53% of IoMT and IoT devices contain critical risks. More than half of connected medical and other IoT devices in hospitals have a well-known critical vulnerability. The fact that puts in danger data confidentiality, service availability and patient safety. A third of bedside healthcare IoT devices, the devices that are closest to patient care and those that patients most depend on, have an identified critical risk.
Urgent11 and Ripple20 had the most headlines, but the most common device risks are simple negligence of cyber hygiene. The most common IoMT and IoT devices often have default passwords and settings that attackers can exploit without much effort. They simply just have to check the manuals for specific devices online. Also the said Urgent11 and Ripple20 vulnerabilities affected only 10 percent of devices with attack vectors that usually are difficult for attackers to exploit successfully.
Critical Healthcare IoT runs outdated Windows versions.
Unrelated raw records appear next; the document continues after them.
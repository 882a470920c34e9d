use axum::{extract::State, Json};
use serde::Serialize;
use std::sync::Arc;

use hayase_core::SanitizedConfig;

use crate::state::AppState;

#[derive(Serialize)]
pub struct HealthResponse {
    pub status: String,
    pub version: String,
}

pub async fn health() -> Json<HealthResponse> {
    Json(HealthResponse {
        status: "ok".to_string(),
        version: env!("CARGO_PKG_VERSION").to_string(),
    })
}

pub async fn get_config(State(state): State<Arc<AppState>>) -> Json<SanitizedConfig> {
    Json(state.sanitized_config())
}
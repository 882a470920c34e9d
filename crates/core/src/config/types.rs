use serde::{Deserialize, Serialize};
use std::net::IpAddr;

/// Root configuration
#[derive(Debug, Clone, Default, Deserialize, Serialize)]
pub struct Config {
    #[serde(default)]
    pub server: ServerConfig,
    #[serde(default)]
    pub engine: EngineConfig,
    #[serde(default)]
    pub cache: CacheConfig,
    #[serde(default)]
    pub search: SearchConfig,
}

/// Server configuration (API + streaming gateway)
#[derive(Debug, Clone, Deserialize, Serialize)]
pub struct ServerConfig {
    #[serde(default = "default_host")]
    pub host: IpAddr,
    #[serde(default = "default_port")]
    pub port: u16,
}

impl Default for ServerConfig {
    fn default() -> Self {
        Self {
            host: default_host(),
            port: default_port(),
        }
    }
}

fn default_host() -> IpAddr {
    "127.0.0.1".parse().unwrap()
}

fn default_port() -> u16 {
    8888
}

impl ServerConfig {
    /// Base URL of the streaming endpoint served by this instance.
    pub fn stream_url(&self) -> String {
        format!("http://{}:{}/stream", self.host, self.port)
    }
}

/// Transfer engine configuration
#[derive(Debug, Clone, Deserialize, Serialize)]
pub struct EngineConfig {
    /// Where downloaded content lands.
    #[serde(default = "default_download_path")]
    pub download_path: String,
    /// Engine-side session resume folder (None disables it).
    #[serde(default)]
    pub persistence_path: Option<String>,
    /// DHT participation.
    #[serde(default = "default_true")]
    pub enable_dht: bool,
    /// Fixed listen port (None picks one).
    #[serde(default)]
    pub listen_port: Option<u16>,
    /// Keep cache records and files of evicted swarms.
    #[serde(default)]
    pub persist: bool,
    /// Only fetch pieces on demand instead of the whole swarm.
    #[serde(default = "default_true")]
    pub streamed: bool,
}

impl Default for EngineConfig {
    fn default() -> Self {
        Self {
            download_path: default_download_path(),
            persistence_path: None,
            enable_dht: true,
            listen_port: None,
            persist: false,
            streamed: true,
        }
    }
}

fn default_download_path() -> String {
    "hayase-downloads".to_string()
}

fn default_true() -> bool {
    true
}

/// Metadata cache configuration
#[derive(Debug, Clone, Deserialize, Serialize)]
pub struct CacheConfig {
    #[serde(default = "default_cache_dir")]
    pub dir: String,
}

impl Default for CacheConfig {
    fn default() -> Self {
        Self {
            dir: default_cache_dir(),
        }
    }
}

fn default_cache_dir() -> String {
    "hayase-cache".to_string()
}

/// Search aggregator configuration
#[derive(Debug, Clone, Deserialize, Serialize)]
pub struct SearchConfig {
    /// Per-source deadline in seconds.
    #[serde(default = "default_search_timeout")]
    pub timeout_secs: u32,
    #[serde(default)]
    pub tosho: ToshoConfig,
    #[serde(default)]
    pub nyaa: NyaaConfig,
}

impl Default for SearchConfig {
    fn default() -> Self {
        Self {
            timeout_secs: default_search_timeout(),
            tosho: ToshoConfig::default(),
            nyaa: NyaaConfig::default(),
        }
    }
}

fn default_search_timeout() -> u32 {
    30
}

/// AnimeTosho JSON feed source
#[derive(Debug, Clone, Deserialize, Serialize)]
pub struct ToshoConfig {
    #[serde(default = "default_true")]
    pub enabled: bool,
    #[serde(default = "default_tosho_url")]
    pub url: String,
}

impl Default for ToshoConfig {
    fn default() -> Self {
        Self {
            enabled: true,
            url: default_tosho_url(),
        }
    }
}

fn default_tosho_url() -> String {
    "https://feed.animetosho.org".to_string()
}

/// Nyaa RSS feed source
#[derive(Debug, Clone, Deserialize, Serialize)]
pub struct NyaaConfig {
    #[serde(default = "default_true")]
    pub enabled: bool,
    #[serde(default = "default_nyaa_url")]
    pub url: String,
    /// The feed rejects non-browser agents.
    #[serde(default = "default_user_agent")]
    pub user_agent: String,
}

impl Default for NyaaConfig {
    fn default() -> Self {
        Self {
            enabled: true,
            url: default_nyaa_url(),
            user_agent: default_user_agent(),
        }
    }
}

fn default_nyaa_url() -> String {
    "https://nyaa.si".to_string()
}

fn default_user_agent() -> String {
    "Mozilla/5.0 (Windows NT 10.0; Win64; x64) AppleWebKit/537.36".to_string()
}

/// Sanitized config for API responses
#[derive(Debug, Clone, Serialize)]
pub struct SanitizedConfig {
    pub server: ServerConfig,
    pub engine: EngineConfig,
    pub cache: CacheConfig,
    pub search: SanitizedSearchConfig,
}

/// Search config without source URLs (they may embed credentials)
#[derive(Debug, Clone, Serialize)]
pub struct SanitizedSearchConfig {
    pub timeout_secs: u32,
    pub tosho_enabled: bool,
    pub nyaa_enabled: bool,
}

impl From<&Config> for SanitizedConfig {
    fn from(config: &Config) -> Self {
        Self {
            server: config.server.clone(),
            engine: config.engine.clone(),
            cache: config.cache.clone(),
            search: SanitizedSearchConfig {
                timeout_secs: config.search.timeout_secs,
                tosho_enabled: config.search.tosho.enabled,
                nyaa_enabled: config.search.nyaa.enabled,
            },
        }
    }
}
pub mod handlers;
pub mod routes;
pub mod search;
pub mod stream;
pub mod swarms;

pub use routes::create_router;
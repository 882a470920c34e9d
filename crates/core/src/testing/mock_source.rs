//! Mock search sources for aggregator tests.

use async_trait::async_trait;
use std::time::Duration;

use crate::search::{CandidateTorrent, SearchSource, SourceError};

/// A source that returns a fixed candidate list.
pub struct StaticSource {
    name: String,
    results: Vec<CandidateTorrent>,
}

impl StaticSource {
    pub fn new(name: &str, results: Vec<CandidateTorrent>) -> Self {
        Self {
            name: name.to_string(),
            results,
        }
    }
}

#[async_trait]
impl SearchSource for StaticSource {
    fn name(&self) -> &str {
        &self.name
    }

    async fn search(&self, _query: &str) -> Result<Vec<CandidateTorrent>, SourceError> {
        Ok(self.results.clone())
    }
}

/// A source that always fails.
pub struct FailingSource {
    name: String,
}

impl FailingSource {
    pub fn new(name: &str) -> Self {
        Self {
            name: name.to_string(),
        }
    }
}

#[async_trait]
impl SearchSource for FailingSource {
    fn name(&self) -> &str {
        &self.name
    }

    async fn search(&self, _query: &str) -> Result<Vec<CandidateTorrent>, SourceError> {
        Err(SourceError::Http("mock source failure".to_string()))
    }
}

/// A source that answers after a fixed delay, for deadline tests.
pub struct SlowSource {
    name: String,
    delay: Duration,
    results: Vec<CandidateTorrent>,
}

impl SlowSource {
    pub fn new(name: &str, delay: Duration, results: Vec<CandidateTorrent>) -> Self {
        Self {
            name: name.to_string(),
            delay,
            results,
        }
    }
}

#[async_trait]
impl SearchSource for SlowSource {
    fn name(&self) -> &str {
        &self.name
    }

    async fn search(&self, _query: &str) -> Result<Vec<CandidateTorrent>, SourceError> {
        tokio::time::sleep(self.delay).await;
        Ok(self.results.clone())
    }
}
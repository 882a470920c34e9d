//! File-list helpers.
//!
//! Pure functions over swarm file lists, independent of engine state.

use crate::engine::SwarmFile;

/// Extensions treated as playable video.
const VIDEO_EXTENSIONS: &[&str] = &[
    "mp4", "mkv", "avi", "avif", "av1", "mov", "flv", "f4v", "webm", "wmv", "mpeg", "mpg", "mlv",
    "hevc",
];

fn extension(path: &str) -> Option<String> {
    std::path::Path::new(path)
        .extension()
        .and_then(|e| e.to_str())
        .map(|e| e.to_ascii_lowercase())
}

/// Whether a display path looks like a video file.
pub fn is_video_path(path: &str) -> bool {
    extension(path)
        .map(|ext| VIDEO_EXTENSIONS.contains(&ext.as_str()))
        .unwrap_or(false)
}

/// MIME type served for a display path.
pub fn mime_for_path(path: &str) -> &'static str {
    match extension(path).as_deref() {
        Some("mp4") => "video/mp4",
        Some("mkv") => "video/x-matroska",
        Some("avi") => "video/x-msvideo",
        Some("webm") => "video/webm",
        Some("mov") => "video/quicktime",
        Some("flv") => "video/x-flv",
        Some("wmv") => "video/x-ms-wmv",
        Some("mpeg") | Some("mpg") => "video/mpeg",
        _ => "application/octet-stream",
    }
}

/// All video files in a swarm, in list order.
pub fn video_files(files: &[SwarmFile]) -> Vec<&SwarmFile> {
    files
        .iter()
        .filter(|f| is_video_path(&f.display_path))
        .collect()
}

/// The biggest video file, the usual main-feature heuristic.
pub fn largest_video_file(files: &[SwarmFile]) -> Option<&SwarmFile> {
    video_files(files).into_iter().max_by_key(|f| f.size_bytes)
}

/// Render a byte count as a short human-readable figure.
pub fn format_bytes(bytes: u64) -> String {
    const UNIT: u64 = 1024;
    if bytes < UNIT {
        return format!("{} B", bytes);
    }
    let mut div = UNIT;
    let mut exp = 0;
    let mut n = bytes / UNIT;
    while n >= UNIT {
        div *= UNIT;
        exp += 1;
        n /= UNIT;
    }
    let suffix = ["K", "M", "G", "T", "P", "E"][exp];
    format!("{:.1} {}B", bytes as f64 / div as f64, suffix)
}

/// Render a rate as bytes-per-second.
pub fn format_speed(bytes_per_second: u64) -> String {
    format!("{}/s", format_bytes(bytes_per_second))
}

#[cfg(test)]
mod tests {
    use super::*;

    fn file(index: usize, path: &str, size: u64) -> SwarmFile {
        SwarmFile {
            index,
            display_path: path.to_string(),
            size_bytes: size,
        }
    }

    #[test]
    fn test_is_video_path() {
        assert!(is_video_path("Show/Episode 01.mkv"));
        assert!(is_video_path("movie.MP4"));
        assert!(!is_video_path("notes.txt"));
        assert!(!is_video_path("no-extension"));
    }

    #[test]
    fn test_mime_for_path() {
        assert_eq!(mime_for_path("a.mp4"), "video/mp4");
        assert_eq!(mime_for_path("a.mkv"), "video/x-matroska");
        assert_eq!(mime_for_path("a.MPG"), "video/mpeg");
        assert_eq!(mime_for_path("a.nfo"), "application/octet-stream");
    }

    #[test]
    fn test_largest_video_file_ignores_extras() {
        let files = vec![
            file(0, "readme.txt", 10_000_000_000),
            file(1, "op.mkv", 50_000_000),
            file(2, "episode.mkv", 700_000_000),
        ];
        let largest = largest_video_file(&files).unwrap();
        assert_eq!(largest.index, 2);
    }

    #[test]
    fn test_largest_video_file_empty() {
        assert!(largest_video_file(&[]).is_none());
        assert!(largest_video_file(&[file(0, "a.txt", 5)]).is_none());
    }

    #[test]
    fn test_video_files_keep_order() {
        let files = vec![
            file(0, "a.mkv", 1),
            file(1, "b.txt", 2),
            file(2, "c.mp4", 3),
        ];
        let videos = video_files(&files);
        assert_eq!(videos.len(), 2);
        assert_eq!(videos[0].index, 0);
        assert_eq!(videos[1].index, 2);
    }

    #[test]
    fn test_format_bytes() {
        assert_eq!(format_bytes(512), "512 B");
        assert_eq!(format_bytes(2048), "2.0 KB");
        assert_eq!(format_bytes(3 * 1024 * 1024), "3.0 MB");
        assert_eq!(format_speed(2048), "2.0 KB/s");
    }
}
Although devices that run an older version of Windows than Windows 10 make up a small portion of a typical hospital’s healthcare IoT infrastructure, they are used in one of the most critical departments. Since those versions are already past the end of life this puts a significant risk on patients who use them. But the problem is that the replacing of the machines those versions run on in most cases will take several years to do.
Most Healthcare IoT devices are used so regularly that it makes them difficult to securely update. Nearly 80% of healthcare IoT devices are monthly and more frequently engaged in patient care meaning they almost don’t have the downtime time for hospital security teams to analyze them for risks and possibilities of attacks, apply the latest available patches, and carry out segmentation for protection of the devices on the network.
At the end specialists outlined the future possible solutions for healthcare IoT security. And they say identifying and addressing risk vectors that are already being exploited in the wild
is a good first step towards implementing much needed security measures.